Il est toutefois difficile de comparer ces taux, car tous les pays n'ont pas la même politique de dépistage. "Il faut surtout regarder la façon dont les tests sont réalisés", explique à LCI Philippe Amouyel, professeur de santé publique au CHU de Lille. Certains pays peuvent choisir de dépister uniquement les personnes symptomatiques, d'autres inclure les cas contacts, ou laisser toute la population se faire tester. "Aujourd'hui, nous n'avons ni les chiffres, ni les outils épidémiologiques pour comparer efficacement les pays entre eux", explique le professeur. Les tests PCR présentent aussi leurs limites. "La personne est dite 'positive' indépendamment de la charge virale (quantité de virus présent) et, par conséquent, de sa contagiosité", mettent en garde le vétérinaire Patrick Guérin et le médecin Didier Sicard, dans une tribune au Monde.
Le nombre de morts
Selon les données de Santé publique France du 7 novembre, 306 malades du Covid-19 étaient morts au cours des 24 heures précédentes en France, portant le bilan total à 40 169 morts depuis le début de l'épidémie. Selon notre infographie, à la même date, le Royaume-Uni comptabilise plus de décès au total que la France (près de 49 000), tout comme l'Italie (plus de 41 000).

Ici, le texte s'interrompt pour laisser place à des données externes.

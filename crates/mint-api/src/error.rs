//! Error types for the Mint client
//!
//! Every failure a client call can produce is a variant of [`Error`]. Callers
//! can tell apart the cases that need different handling:
//!
//! - [`Error::InvalidArgument`]: fix the call, nothing was sent
//! - [`Error::NotAuthorized`]: run the authorize flow again
//! - [`Error::CircuitOpen`]: the backend is considered degraded, back off
//! - everything else is a backend or network failure that survived retrying

use mint_core::{Classify, FailureClass, ResilienceError};
use mint_transport::TransportError;
use std::time::Duration;
use thiserror::Error;

/// Result type alias for operations that can fail with a Mint client error.
pub type Result<T> = std::result::Result<T, Error>;

/// Main error type for the Mint client.
#[derive(Debug, Clone, PartialEq, Error)]
pub enum Error {
    /// A caller-supplied argument is missing or malformed. Detected before any
    /// network call.
    #[error("Invalid argument: {0}")]
    InvalidArgument(String),

    /// Credentials are absent, or the backend rejected them (401/410).
    #[error("Not authorized")]
    NotAuthorized,

    /// The backend answered with an error status or an error envelope.
    ///
    /// `code` is the HTTP status for error statuses, or the application error
    /// code for a 2xx response carrying `error_code`.
    #[error("{code} {message}")]
    Api {
        /// Status or application error code
        code: i64,
        /// Status text or application error message
        message: String,
    },

    /// No response was received.
    #[error("Transport error: {0}")]
    Transport(#[from] TransportError),

    /// A 2xx response body could not be parsed, or lacked a field the client needs.
    #[error("Failed to parse API response: {0}")]
    Parse(String),

    /// The circuit breaker is open; no request was sent.
    #[error("Circuit breaker is open")]
    CircuitOpen,

    /// The retry budget ran out before any attempt completed.
    #[error("Request timeout after {0:?}")]
    Timeout(Duration),

    /// The call was cancelled through the client's cancellation token.
    #[error("Request cancelled")]
    Cancelled,

    /// Invalid URL provided.
    #[error("Invalid URL: {0}")]
    InvalidUrl(String),

    /// HTTP client configuration or initialization error.
    #[error("HTTP client error: {0}")]
    HttpClient(String),
}

impl Error {
    /// Check if this error is worth retrying.
    pub fn is_retryable(&self) -> bool {
        self.failure_class() == FailureClass::Transient
    }

    /// Check if the call was refused by an open circuit breaker.
    pub fn is_circuit_open(&self) -> bool {
        matches!(self, Error::CircuitOpen)
    }

    /// Check if the caller needs to authorize (again).
    pub fn is_not_authorized(&self) -> bool {
        matches!(self, Error::NotAuthorized)
    }

    pub(crate) fn invalid_argument(reason: impl Into<String>) -> Self {
        Error::InvalidArgument(reason.into())
    }
}

impl Classify for Error {
    fn failure_class(&self) -> FailureClass {
        match self {
            Error::Api { .. }
            | Error::Transport(_)
            | Error::Parse(_)
            | Error::CircuitOpen
            | Error::Timeout(_) => FailureClass::Transient,
            Error::NotAuthorized => FailureClass::Rejected,
            // Caller-side errors are raised before a request exists
            Error::Cancelled
            | Error::InvalidArgument(_)
            | Error::InvalidUrl(_)
            | Error::HttpClient(_) => FailureClass::Aborted,
        }
    }
}

impl From<ResilienceError> for Error {
    fn from(err: ResilienceError) -> Self {
        match err {
            ResilienceError::CircuitOpen => Error::CircuitOpen,
            ResilienceError::DeadlineExceeded(timeout) => Error::Timeout(timeout),
            ResilienceError::Cancelled => Error::Cancelled,
        }
    }
}

impl From<serde_json::Error> for Error {
    fn from(err: serde_json::Error) -> Self {
        Error::Parse(err.to_string())
    }
}

impl From<url::ParseError> for Error {
    fn from(err: url::ParseError) -> Self {
        Error::InvalidUrl(err.to_string())
    }
}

Si l'on observe la courbe des décès par pays rapporté à 100 000 habitants (décompte effectué à partir du dixième décès), la France présente également un "meilleur bilan" que ses voisins, avec 60 morts pour 100 000 habitants, contre 67 pour l'Italie, 72 pour le Royaume-Uni et 83 pour l'Espagne.

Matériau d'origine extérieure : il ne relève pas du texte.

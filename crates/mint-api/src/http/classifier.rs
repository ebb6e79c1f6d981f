//! Response classification
//!
//! Turns a completed HTTP exchange into one of three outcomes. The backend can
//! report a business error with a 2xx status through an envelope
//! `{"error_code": <int>, "error_message": <string>}`, where a missing or zero
//! code means success.

use serde_json::Value;

use crate::error::{Error, Result};

/// Classified result of one request attempt.
#[derive(Debug, Clone, PartialEq)]
pub enum ResponseOutcome {
    /// The parsed response body
    Success(Value),
    /// The backend rejected the credentials (401 or 410)
    AuthorizationFailure,
    /// Any other backend failure
    TransientFailure {
        /// HTTP status or application error code
        code: i64,
        /// Status text or application error message
        message: String,
    },
}

impl ResponseOutcome {
    /// Convert into the payload, or the error the outcome stands for.
    pub fn into_result(self) -> Result<Value> {
        match self {
            ResponseOutcome::Success(body) => Ok(body),
            ResponseOutcome::AuthorizationFailure => Err(Error::NotAuthorized),
            ResponseOutcome::TransientFailure { code, message } => {
                Err(Error::Api { code, message })
            }
        }
    }
}

/// Classify a response.
///
/// - 401 and 410 are authorization failures whatever the body says
/// - any other status outside 2xx is a transient failure carrying the status
///   and its reason phrase
/// - a 2xx body is parsed as JSON (an empty body is `null`); an error envelope
///   with a non-zero code turns it into a transient failure
///
/// # Errors
///
/// Returns [`Error::Parse`] if a 2xx body is not valid JSON.
pub fn classify(status: u16, status_text: &str, body: &[u8]) -> Result<ResponseOutcome> {
    match status {
        200..=299 => {}
        401 | 410 => return Ok(ResponseOutcome::AuthorizationFailure),
        _ => {
            return Ok(ResponseOutcome::TransientFailure {
                code: i64::from(status),
                message: status_text.to_string(),
            });
        }
    }

    let body = parse_body(body)?;

    match error_code(&body) {
        Some(code) => {
            let message = body
                .get("error_message")
                .and_then(Value::as_str)
                .unwrap_or_default()
                .to_string();
            Ok(ResponseOutcome::TransientFailure { code, message })
        }
        None => Ok(ResponseOutcome::Success(body)),
    }
}

fn parse_body(body: &[u8]) -> Result<Value> {
    if body.iter().all(u8::is_ascii_whitespace) {
        return Ok(Value::Null);
    }
    Ok(serde_json::from_slice(body)?)
}

/// Non-zero `error_code`, given either as a number or a numeric string.
fn error_code(body: &Value) -> Option<i64> {
    let code = match body.get("error_code")? {
        Value::Number(n) => n.as_i64()?,
        Value::String(s) => s.trim().parse().ok()?,
        _ => return None,
    };
    (code != 0).then_some(code)
}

Là encore, la comparaison a ses limites. Tous les pays ne comptabilisent pas les morts de la même façon. L'Italie et l'Espagne comptent tous les morts testés positifs au Covid-19, y compris ceux qui sont décédés dans des maisons de retraite. En France, le compte inclut les "cas possibles et confirmés décédés" en Ehpad, expliquait Le Parisien en avril. En outre, les données des Ehpad à l'échelle nationale ne sont pas communiquées chaque jour, mais deux fois par semaine. Raison de plus pour être prudent avec les bilans quotidiens.

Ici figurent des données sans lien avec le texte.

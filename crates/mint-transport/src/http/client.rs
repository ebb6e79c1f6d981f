//! HTTP transport client implementation
//!
//! Implements the Transport trait on top of a pooled reqwest client.

use crate::error::{Result, TransportError};
use crate::traits::{HttpRequest, HttpResponse, Method, Transport};
use async_trait::async_trait;
use reqwest::Client as ReqwestClient;
use std::collections::HashMap;
use std::sync::Arc;
use std::time::Duration;

/// HTTP transport implementation
///
/// Handles HTTP requests with:
/// - Connection pooling
/// - Per-request timeout
/// - A fixed user agent and default headers sent with every request
#[derive(Clone, Debug)]
pub struct HttpTransport {
    client: Arc<ReqwestClient>,
    default_headers: Vec<(String, String)>,
    timeout: Duration,
}

impl HttpTransport {
    /// Create a new HTTP transport with default configuration
    pub fn new() -> Result<Self> {
        Self::with_config(Default::default())
    }

    /// Create a new HTTP transport with custom configuration
    pub fn with_config(config: HttpTransportConfig) -> Result<Self> {
        let mut builder = ReqwestClient::builder()
            .timeout(config.timeout)
            .connect_timeout(config.connect_timeout)
            .pool_max_idle_per_host(config.pool_max_idle_per_host);

        if let Some(user_agent) = &config.user_agent {
            builder = builder.user_agent(user_agent.as_str());
        }

        let client = builder
            .build()
            .map_err(|e| TransportError::Connection(e.to_string()))?;

        Ok(Self {
            client: Arc::new(client),
            default_headers: config.default_headers,
            timeout: config.timeout,
        })
    }

    /// Per-request timeout
    pub fn timeout(&self) -> Duration {
        self.timeout
    }
}

#[async_trait]
impl Transport for HttpTransport {
    async fn send(&self, request: &HttpRequest) -> Result<HttpResponse> {
        let method = match request.method() {
            Method::Get => reqwest::Method::GET,
            Method::Post => reqwest::Method::POST,
        };

        let mut req = self.client.request(method, request.url());

        for (key, value) in &self.default_headers {
            if request.header(key).is_none() {
                req = req.header(key.as_str(), value.as_str());
            }
        }
        for (key, value) in request.headers() {
            req = req.header(key.as_str(), value.as_str());
        }

        if !request.query().is_empty() {
            req = req.query(request.query());
        }

        if let Some(body) = request.body() {
            if request.header("content-type").is_none() {
                req = req.header(reqwest::header::CONTENT_TYPE, body.content_type());
            }
            req = req.body(body.encode()?);
        }

        tracing::debug!(method = %request.method(), url = request.url(), "Sending HTTP request");

        let response = req.send().await?;

        let status = response.status();
        let mut headers = HashMap::new();

        for (key, value) in response.headers() {
            if let Ok(v) = value.to_str() {
                headers.insert(key.to_string(), v.to_string());
            }
        }

        let body = response.bytes().await?.to_vec();

        tracing::debug!(
            status = status.as_u16(),
            body_len = body.len(),
            "Received HTTP response"
        );

        Ok(HttpResponse {
            status: status.as_u16(),
            status_text: status.canonical_reason().unwrap_or_default().to_string(),
            headers,
            body,
        })
    }
}

/// HTTP transport configuration
#[derive(Clone, Debug)]
pub struct HttpTransportConfig {
    /// Request timeout
    pub timeout: Duration,

    /// Connection timeout
    pub connect_timeout: Duration,

    /// Maximum idle connections per host
    pub pool_max_idle_per_host: usize,

    /// `User-Agent` sent with every request
    pub user_agent: Option<String>,

    /// Headers sent with every request unless the request sets them itself
    pub default_headers: Vec<(String, String)>,
}

impl Default for HttpTransportConfig {
    fn default() -> Self {
        Self {
            timeout: Duration::from_secs(64),
            connect_timeout: Duration::from_secs(10),
            pool_max_idle_per_host: 10,
            user_agent: None,
            default_headers: Vec::new(),
        }
    }
}

#[cfg(test)]
mod tests {
    use super::*;

    #[test]
    fn test_http_transport_creation() {
        let transport = HttpTransport::new().expect("Failed to create transport");
        assert_eq!(transport.timeout(), Duration::from_secs(64));
    }

    #[test]
    fn test_http_transport_with_config() {
        let config = HttpTransportConfig {
            timeout: Duration::from_secs(30),
            connect_timeout: Duration::from_secs(5),
            pool_max_idle_per_host: 5,
            user_agent: Some("Mint-Android/1.10.2".into()),
            default_headers: vec![("Accept".into(), "application/json".into())],
        };

        let transport = HttpTransport::with_config(config).expect("Failed to create transport");
        assert_eq!(transport.timeout(), Duration::from_secs(30));
        assert_eq!(transport.default_headers.len(), 1);
    }
}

Le taux de reproduction ou "R"
Le facteur de reproduction effective, ou "R", représente le nombre moyen de personnes qu'un seul malade contamine. Selon Santé publique France, au 5 novembre, le taux de reproduction dans l'Hexagone était de 1,31. C'est un peu mieux que la semaine précédente (1,4), mais toujours largement au-dessus de 1, ce qui signifie que l'épidémie se développe. Les nouvelles hospitalisations et les admissions en réanimation sont d'ailleurs toujours en nette hausse.
Pour l'épidémiologiste Antoine Flahault, la baisse de ce taux R est quand même une bonne nouvelle. "La France n'est pas l'endroit qui explose le plus, si la notion d'explosion, c'est le R. C'est plutôt une braise chaude, qui se trouverait à la fin d'un processus de flambée", estime-t-il auprès du Parisien. Avec les résultats du confinement, "on peut espérer un contrôle possible du phénomène d'ici la semaine prochaine".